** Opening DATA LISTING block **
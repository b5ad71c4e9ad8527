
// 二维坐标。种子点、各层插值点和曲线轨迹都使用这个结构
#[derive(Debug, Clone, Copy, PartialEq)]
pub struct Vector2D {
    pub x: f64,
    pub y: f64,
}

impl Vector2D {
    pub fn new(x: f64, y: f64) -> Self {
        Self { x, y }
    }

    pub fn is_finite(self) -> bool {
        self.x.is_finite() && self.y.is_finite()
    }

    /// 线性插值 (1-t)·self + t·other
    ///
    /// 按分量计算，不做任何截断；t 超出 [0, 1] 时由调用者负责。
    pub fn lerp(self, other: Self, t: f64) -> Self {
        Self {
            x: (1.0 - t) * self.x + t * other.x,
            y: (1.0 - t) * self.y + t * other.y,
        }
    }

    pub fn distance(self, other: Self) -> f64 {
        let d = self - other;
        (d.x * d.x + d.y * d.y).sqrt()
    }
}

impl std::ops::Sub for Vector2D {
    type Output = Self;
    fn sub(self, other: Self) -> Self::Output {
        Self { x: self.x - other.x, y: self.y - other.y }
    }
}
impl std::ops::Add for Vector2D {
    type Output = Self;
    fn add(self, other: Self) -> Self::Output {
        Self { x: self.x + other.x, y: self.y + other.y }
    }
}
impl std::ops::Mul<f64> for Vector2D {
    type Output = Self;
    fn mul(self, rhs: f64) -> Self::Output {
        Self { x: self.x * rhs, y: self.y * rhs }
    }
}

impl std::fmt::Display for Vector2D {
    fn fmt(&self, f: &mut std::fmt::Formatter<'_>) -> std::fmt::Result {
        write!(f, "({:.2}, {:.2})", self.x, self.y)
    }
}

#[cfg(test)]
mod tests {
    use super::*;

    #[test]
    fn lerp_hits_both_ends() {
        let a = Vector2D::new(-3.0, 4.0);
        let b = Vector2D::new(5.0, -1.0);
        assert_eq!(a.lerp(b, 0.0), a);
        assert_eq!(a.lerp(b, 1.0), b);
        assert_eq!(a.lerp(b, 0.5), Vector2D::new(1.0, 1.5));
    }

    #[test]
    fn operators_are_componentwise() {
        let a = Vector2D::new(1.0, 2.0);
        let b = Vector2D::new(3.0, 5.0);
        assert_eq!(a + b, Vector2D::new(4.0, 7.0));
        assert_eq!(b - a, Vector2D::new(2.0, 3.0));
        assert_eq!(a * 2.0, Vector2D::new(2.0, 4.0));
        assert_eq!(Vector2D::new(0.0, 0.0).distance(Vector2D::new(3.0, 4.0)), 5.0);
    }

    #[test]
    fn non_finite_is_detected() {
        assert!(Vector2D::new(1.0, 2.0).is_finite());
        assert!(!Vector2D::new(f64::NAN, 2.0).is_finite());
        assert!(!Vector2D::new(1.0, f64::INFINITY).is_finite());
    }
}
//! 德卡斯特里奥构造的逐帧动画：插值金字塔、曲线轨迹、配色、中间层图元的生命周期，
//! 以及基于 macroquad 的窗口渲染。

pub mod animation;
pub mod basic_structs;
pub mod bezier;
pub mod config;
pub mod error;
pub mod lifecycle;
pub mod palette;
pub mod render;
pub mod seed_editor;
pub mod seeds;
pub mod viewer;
** Closing DATA LISTING block **
◆ **EXERCISE OBJECTIVE**:
Within the entries above, find each line where "distance" appears; copy every one.

◆ **RESPONSE**:
    pub fn distance(self, other: Self) -> f64 {
        assert_eq!(Vector2D::new(0.0, 0.0).distance(Vector2D::new(3.0, 4.0)), 5.0);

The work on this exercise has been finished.